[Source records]
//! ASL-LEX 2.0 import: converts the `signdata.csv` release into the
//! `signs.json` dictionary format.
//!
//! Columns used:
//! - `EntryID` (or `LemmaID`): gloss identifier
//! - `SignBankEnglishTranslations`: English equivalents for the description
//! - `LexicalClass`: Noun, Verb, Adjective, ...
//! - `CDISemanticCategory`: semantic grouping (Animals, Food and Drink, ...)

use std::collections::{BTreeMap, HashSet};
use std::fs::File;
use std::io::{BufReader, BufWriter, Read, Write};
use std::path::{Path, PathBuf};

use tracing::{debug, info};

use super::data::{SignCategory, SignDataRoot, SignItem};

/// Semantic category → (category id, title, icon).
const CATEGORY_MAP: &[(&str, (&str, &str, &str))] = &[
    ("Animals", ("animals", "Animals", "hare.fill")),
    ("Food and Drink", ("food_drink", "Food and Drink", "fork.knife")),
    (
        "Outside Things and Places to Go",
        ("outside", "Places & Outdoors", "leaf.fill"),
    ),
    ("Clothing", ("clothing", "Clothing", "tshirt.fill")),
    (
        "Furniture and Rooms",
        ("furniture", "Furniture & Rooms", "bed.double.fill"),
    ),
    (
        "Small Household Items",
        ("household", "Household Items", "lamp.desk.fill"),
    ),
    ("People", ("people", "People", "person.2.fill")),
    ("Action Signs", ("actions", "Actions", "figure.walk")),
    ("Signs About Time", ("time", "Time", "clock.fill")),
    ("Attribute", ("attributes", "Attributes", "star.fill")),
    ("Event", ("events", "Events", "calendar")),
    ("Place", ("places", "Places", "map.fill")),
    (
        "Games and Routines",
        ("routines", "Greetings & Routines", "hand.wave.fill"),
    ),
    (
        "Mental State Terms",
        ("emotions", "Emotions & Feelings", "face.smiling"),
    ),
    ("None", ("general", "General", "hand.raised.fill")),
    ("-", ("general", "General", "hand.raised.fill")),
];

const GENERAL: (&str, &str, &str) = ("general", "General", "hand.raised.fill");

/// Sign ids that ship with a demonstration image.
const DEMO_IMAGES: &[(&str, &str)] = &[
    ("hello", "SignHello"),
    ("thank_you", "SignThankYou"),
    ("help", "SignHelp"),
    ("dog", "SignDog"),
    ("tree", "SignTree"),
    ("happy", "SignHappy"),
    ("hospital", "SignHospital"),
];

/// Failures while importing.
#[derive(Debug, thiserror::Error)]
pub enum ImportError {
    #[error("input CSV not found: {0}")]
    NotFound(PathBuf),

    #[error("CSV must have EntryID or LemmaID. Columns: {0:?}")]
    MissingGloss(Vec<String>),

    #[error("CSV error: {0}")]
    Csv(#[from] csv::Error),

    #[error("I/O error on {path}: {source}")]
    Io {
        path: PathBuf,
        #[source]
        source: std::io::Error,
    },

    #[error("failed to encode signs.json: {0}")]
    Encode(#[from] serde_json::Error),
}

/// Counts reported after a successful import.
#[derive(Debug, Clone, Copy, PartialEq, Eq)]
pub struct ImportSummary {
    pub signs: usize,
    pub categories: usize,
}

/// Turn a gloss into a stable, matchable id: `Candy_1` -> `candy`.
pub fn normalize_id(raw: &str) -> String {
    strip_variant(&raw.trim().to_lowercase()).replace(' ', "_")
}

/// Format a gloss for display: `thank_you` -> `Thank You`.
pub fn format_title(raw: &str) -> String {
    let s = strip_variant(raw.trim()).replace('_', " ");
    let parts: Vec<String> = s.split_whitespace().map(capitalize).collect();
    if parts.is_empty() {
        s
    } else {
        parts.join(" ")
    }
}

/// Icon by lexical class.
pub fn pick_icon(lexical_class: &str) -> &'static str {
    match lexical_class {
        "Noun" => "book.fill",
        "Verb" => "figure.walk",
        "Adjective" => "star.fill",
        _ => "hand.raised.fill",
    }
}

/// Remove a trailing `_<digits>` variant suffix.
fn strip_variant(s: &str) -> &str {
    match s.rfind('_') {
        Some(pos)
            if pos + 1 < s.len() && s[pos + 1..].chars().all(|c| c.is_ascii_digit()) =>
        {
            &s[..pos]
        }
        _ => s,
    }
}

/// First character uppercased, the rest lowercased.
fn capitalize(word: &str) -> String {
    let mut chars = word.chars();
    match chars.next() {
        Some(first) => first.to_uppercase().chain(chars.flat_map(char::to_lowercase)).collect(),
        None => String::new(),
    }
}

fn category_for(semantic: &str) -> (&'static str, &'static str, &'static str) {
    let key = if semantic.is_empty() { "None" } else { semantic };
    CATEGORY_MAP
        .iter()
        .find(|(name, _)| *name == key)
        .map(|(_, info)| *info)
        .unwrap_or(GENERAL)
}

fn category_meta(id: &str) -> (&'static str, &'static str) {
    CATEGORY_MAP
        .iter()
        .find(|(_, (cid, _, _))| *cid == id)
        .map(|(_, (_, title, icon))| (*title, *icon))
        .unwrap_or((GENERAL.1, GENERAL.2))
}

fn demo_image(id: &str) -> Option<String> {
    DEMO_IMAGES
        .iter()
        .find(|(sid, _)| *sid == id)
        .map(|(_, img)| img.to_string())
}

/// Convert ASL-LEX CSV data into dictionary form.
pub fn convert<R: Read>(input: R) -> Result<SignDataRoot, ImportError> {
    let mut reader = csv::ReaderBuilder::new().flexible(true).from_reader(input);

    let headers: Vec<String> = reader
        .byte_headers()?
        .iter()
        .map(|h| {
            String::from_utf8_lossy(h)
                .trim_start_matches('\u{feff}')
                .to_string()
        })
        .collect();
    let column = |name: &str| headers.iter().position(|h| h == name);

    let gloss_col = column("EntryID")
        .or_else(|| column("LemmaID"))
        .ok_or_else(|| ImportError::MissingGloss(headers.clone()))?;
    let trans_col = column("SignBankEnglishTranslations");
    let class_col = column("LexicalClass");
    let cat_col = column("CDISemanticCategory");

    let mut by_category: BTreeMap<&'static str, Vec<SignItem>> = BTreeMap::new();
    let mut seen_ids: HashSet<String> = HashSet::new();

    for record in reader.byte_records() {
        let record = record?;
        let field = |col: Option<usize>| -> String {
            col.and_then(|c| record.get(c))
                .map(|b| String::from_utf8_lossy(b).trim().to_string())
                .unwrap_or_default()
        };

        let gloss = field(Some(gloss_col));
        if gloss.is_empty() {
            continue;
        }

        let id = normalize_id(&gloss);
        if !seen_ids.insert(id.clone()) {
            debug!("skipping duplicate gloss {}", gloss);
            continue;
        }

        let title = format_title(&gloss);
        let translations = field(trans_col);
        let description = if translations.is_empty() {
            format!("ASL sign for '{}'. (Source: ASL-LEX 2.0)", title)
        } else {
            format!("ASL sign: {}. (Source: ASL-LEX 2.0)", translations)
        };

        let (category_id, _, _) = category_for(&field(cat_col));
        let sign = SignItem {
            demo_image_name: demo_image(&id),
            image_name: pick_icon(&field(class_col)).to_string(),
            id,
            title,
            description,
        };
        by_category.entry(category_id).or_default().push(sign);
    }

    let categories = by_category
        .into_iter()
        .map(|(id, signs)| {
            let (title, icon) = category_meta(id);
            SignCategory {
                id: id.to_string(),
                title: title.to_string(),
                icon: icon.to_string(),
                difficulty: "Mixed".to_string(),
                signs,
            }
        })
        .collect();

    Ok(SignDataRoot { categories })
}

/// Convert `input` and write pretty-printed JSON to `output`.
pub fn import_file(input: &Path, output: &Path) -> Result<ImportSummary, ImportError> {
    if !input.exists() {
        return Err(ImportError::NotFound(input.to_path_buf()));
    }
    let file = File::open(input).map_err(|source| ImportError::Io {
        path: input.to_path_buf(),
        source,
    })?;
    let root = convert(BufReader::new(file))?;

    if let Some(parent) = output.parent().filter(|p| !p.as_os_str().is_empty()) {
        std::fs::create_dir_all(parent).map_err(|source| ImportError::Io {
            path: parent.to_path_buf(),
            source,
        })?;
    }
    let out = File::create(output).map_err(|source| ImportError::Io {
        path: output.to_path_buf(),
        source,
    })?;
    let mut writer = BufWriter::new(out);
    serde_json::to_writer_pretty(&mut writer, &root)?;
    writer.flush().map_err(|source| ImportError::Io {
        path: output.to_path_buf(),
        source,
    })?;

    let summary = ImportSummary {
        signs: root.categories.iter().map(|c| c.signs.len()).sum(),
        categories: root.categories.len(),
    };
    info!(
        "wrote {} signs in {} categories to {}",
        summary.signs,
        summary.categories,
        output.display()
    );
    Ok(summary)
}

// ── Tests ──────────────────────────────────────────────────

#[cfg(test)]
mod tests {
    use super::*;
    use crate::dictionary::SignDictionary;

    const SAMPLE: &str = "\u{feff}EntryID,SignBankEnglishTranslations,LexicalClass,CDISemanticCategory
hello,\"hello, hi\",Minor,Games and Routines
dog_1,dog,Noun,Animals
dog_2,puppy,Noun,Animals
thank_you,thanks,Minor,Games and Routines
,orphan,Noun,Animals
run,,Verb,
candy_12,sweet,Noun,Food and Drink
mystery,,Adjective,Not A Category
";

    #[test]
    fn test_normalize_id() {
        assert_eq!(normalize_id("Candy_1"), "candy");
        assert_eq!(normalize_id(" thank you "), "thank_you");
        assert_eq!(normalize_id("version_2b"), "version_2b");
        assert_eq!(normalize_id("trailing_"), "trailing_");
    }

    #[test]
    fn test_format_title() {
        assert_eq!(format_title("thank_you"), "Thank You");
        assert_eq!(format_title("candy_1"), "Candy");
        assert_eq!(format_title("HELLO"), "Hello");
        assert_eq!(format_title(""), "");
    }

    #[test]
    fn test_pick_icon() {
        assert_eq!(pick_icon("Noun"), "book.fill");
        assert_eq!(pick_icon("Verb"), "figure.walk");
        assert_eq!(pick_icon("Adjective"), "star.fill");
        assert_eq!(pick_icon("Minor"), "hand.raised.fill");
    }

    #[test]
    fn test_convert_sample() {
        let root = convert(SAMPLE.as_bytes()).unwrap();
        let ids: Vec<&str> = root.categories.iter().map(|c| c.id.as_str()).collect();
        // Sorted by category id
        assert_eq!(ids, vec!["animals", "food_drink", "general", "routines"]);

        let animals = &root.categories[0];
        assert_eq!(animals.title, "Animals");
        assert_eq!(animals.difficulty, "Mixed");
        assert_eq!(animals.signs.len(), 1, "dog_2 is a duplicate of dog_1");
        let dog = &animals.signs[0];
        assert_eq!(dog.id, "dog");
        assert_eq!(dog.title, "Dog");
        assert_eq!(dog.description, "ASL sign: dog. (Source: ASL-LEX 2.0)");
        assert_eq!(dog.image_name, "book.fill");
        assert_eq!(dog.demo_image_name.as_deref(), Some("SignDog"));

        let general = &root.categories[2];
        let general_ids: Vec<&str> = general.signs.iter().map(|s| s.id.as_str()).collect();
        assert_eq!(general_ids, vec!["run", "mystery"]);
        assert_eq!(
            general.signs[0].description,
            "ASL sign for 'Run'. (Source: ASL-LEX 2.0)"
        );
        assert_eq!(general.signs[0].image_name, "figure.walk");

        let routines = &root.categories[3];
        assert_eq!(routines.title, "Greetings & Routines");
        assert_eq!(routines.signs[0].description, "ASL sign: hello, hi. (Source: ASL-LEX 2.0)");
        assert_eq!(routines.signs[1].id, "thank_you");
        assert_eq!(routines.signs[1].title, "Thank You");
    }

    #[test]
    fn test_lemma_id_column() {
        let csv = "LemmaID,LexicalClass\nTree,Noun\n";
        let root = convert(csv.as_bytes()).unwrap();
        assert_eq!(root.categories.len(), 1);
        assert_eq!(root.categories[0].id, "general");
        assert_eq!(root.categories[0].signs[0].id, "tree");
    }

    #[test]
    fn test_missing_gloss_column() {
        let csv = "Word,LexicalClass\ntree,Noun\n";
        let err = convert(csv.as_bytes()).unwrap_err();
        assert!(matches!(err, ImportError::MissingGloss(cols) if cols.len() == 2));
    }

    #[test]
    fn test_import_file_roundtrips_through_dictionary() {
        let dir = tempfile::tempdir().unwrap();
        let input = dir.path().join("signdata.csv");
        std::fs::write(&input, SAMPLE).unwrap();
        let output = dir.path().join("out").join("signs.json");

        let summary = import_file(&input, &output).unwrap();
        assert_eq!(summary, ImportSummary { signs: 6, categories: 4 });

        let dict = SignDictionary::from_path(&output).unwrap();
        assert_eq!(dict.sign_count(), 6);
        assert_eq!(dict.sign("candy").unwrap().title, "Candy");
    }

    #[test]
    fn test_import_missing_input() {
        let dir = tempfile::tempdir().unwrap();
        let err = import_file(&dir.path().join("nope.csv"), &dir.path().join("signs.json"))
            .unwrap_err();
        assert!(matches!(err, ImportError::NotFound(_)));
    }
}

→ WORK REQUIRED
Look above for the line holding "a successful import." and the line holding "Turn a gloss". Retype both, and every line between them, word for word and nothing else.

→ OUTPUT OF THE TASK
/// Counts reported after a successful import.
#[derive(Debug, Clone, Copy, PartialEq, Eq)]
pub struct ImportSummary {
    pub signs: usize,
    pub categories: usize,
}

/// Turn a gloss into a stable, matchable id: `Candy_1` -> `candy`.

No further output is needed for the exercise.